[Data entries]
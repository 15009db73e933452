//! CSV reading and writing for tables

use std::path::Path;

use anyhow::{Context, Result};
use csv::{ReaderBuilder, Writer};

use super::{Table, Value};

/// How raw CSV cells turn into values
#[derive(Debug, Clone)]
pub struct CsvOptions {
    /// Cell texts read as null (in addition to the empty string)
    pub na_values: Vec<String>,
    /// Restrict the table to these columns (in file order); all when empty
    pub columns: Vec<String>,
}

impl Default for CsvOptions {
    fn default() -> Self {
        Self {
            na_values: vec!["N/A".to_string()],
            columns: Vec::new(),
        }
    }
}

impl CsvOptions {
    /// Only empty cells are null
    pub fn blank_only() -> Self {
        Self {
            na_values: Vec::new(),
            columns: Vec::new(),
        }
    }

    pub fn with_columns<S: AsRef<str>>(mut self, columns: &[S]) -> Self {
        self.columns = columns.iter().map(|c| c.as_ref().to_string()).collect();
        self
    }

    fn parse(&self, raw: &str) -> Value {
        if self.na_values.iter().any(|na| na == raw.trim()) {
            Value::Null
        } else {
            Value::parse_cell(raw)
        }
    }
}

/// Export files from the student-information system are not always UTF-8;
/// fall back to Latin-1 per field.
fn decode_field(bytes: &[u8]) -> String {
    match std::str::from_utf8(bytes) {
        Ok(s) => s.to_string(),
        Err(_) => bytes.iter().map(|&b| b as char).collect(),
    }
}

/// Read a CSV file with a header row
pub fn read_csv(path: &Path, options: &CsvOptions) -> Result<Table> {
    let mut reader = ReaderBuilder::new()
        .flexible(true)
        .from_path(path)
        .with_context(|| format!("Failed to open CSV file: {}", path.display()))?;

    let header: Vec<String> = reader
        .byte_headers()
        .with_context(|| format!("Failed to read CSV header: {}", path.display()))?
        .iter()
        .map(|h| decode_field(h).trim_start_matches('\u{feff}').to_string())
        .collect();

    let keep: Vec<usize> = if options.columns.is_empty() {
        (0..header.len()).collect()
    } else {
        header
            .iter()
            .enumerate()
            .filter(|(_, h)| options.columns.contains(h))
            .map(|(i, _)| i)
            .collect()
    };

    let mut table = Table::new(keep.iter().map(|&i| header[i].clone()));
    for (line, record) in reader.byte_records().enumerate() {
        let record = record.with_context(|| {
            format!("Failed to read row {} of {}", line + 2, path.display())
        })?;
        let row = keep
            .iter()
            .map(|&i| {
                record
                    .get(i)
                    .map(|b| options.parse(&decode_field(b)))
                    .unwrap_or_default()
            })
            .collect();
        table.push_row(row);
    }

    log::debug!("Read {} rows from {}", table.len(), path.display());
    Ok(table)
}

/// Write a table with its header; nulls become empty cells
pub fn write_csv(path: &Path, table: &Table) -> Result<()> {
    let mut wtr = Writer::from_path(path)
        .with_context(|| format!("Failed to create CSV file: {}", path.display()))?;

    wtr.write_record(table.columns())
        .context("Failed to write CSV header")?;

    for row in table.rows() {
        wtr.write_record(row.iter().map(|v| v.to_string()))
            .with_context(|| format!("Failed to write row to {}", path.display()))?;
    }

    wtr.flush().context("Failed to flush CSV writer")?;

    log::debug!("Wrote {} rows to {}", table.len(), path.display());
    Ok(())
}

_EXERCISE AIM_.
Each line above should be output exactly as written.

_ANSWER FOR THIS EXERCISE_.
repository 15009db73e933452
//! CSV reading and writing for tables

use std::path::Path;

use anyhow::{Context, Result};
use csv::{ReaderBuilder, Writer};

use super::{Table, Value};

/// How raw CSV cells turn into values
#[derive(Debug, Clone)]
pub struct CsvOptions {
    /// Cell texts read as null (in addition to the empty string)
    pub na_values: Vec<String>,
    /// Restrict the table to these columns (in file order); all when empty
    pub columns: Vec<String>,
}

impl Default for CsvOptions {
    fn default() -> Self {
        Self {
            na_values: vec!["N/A".to_string()],
            columns: Vec::new(),
        }
    }
}

impl CsvOptions {
    /// Only empty cells are null
    pub fn blank_only() -> Self {
        Self {
            na_values: Vec::new(),
            columns: Vec::new(),
        }
    }

    pub fn with_columns<S: AsRef<str>>(mut self, columns: &[S]) -> Self {
        self.columns = columns.iter().map(|c| c.as_ref().to_string()).collect();
        self
    }

    fn parse(&self, raw: &str) -> Value {
        if self.na_values.iter().any(|na| na == raw.trim()) {
            Value::Null
        } else {
            Value::parse_cell(raw)
        }
    }
}

/// Export files from the student-information system are not always UTF-8;
/// fall back to Latin-1 per field.
fn decode_field(bytes: &[u8]) -> String {
    match std::str::from_utf8(bytes) {
        Ok(s) => s.to_string(),
        Err(_) => bytes.iter().map(|&b| b as char).collect(),
    }
}

/// Read a CSV file with a header row
pub fn read_csv(path: &Path, options: &CsvOptions) -> Result<Table> {
    let mut reader = ReaderBuilder::new()
        .flexible(true)
        .from_path(path)
        .with_context(|| format!("Failed to open CSV file: {}", path.display()))?;

    let header: Vec<String> = reader
        .byte_headers()
        .with_context(|| format!("Failed to read CSV header: {}", path.display()))?
        .iter()
        .map(|h| decode_field(h).trim_start_matches('\u{feff}').to_string())
        .collect();

    let keep: Vec<usize> = if options.columns.is_empty() {
        (0..header.len()).collect()
    } else {
        header
            .iter()
            .enumerate()
            .filter(|(_, h)| options.columns.contains(h))
            .map(|(i, _)| i)
            .collect()
    };

    let mut table = Table::new(keep.iter().map(|&i| header[i].clone()));
    for (line, record) in reader.byte_records().enumerate() {
        let record = record.with_context(|| {
            format!("Failed to read row {} of {}", line + 2, path.display())
        })?;
        let row = keep
            .iter()
            .map(|&i| {
                record
                    .get(i)
                    .map(|b| options.parse(&decode_field(b)))
                    .unwrap_or_default()
            })
            .collect();
        table.push_row(row);
    }

    log::debug!("Read {} rows from {}", table.len(), path.display());
    Ok(table)
}

/// Write a table with its header; nulls become empty cells
pub fn write_csv(path: &Path, table: &Table) -> Result<()> {
    let mut wtr = Writer::from_path(path)
        .with_context(|| format!("Failed to create CSV file: {}", path.display()))?;

    wtr.write_record(table.columns())
        .context("Failed to write CSV header")?;

    for row in table.rows() {
        wtr.write_record(row.iter().map(|v| v.to_string()))
            .with_context(|| format!("Failed to write row to {}", path.display()))?;
    }

    wtr.flush().context("Failed to flush CSV writer")?;

    log::debug!("Wrote {} rows to {}", table.len(), path.display());
    Ok(())
}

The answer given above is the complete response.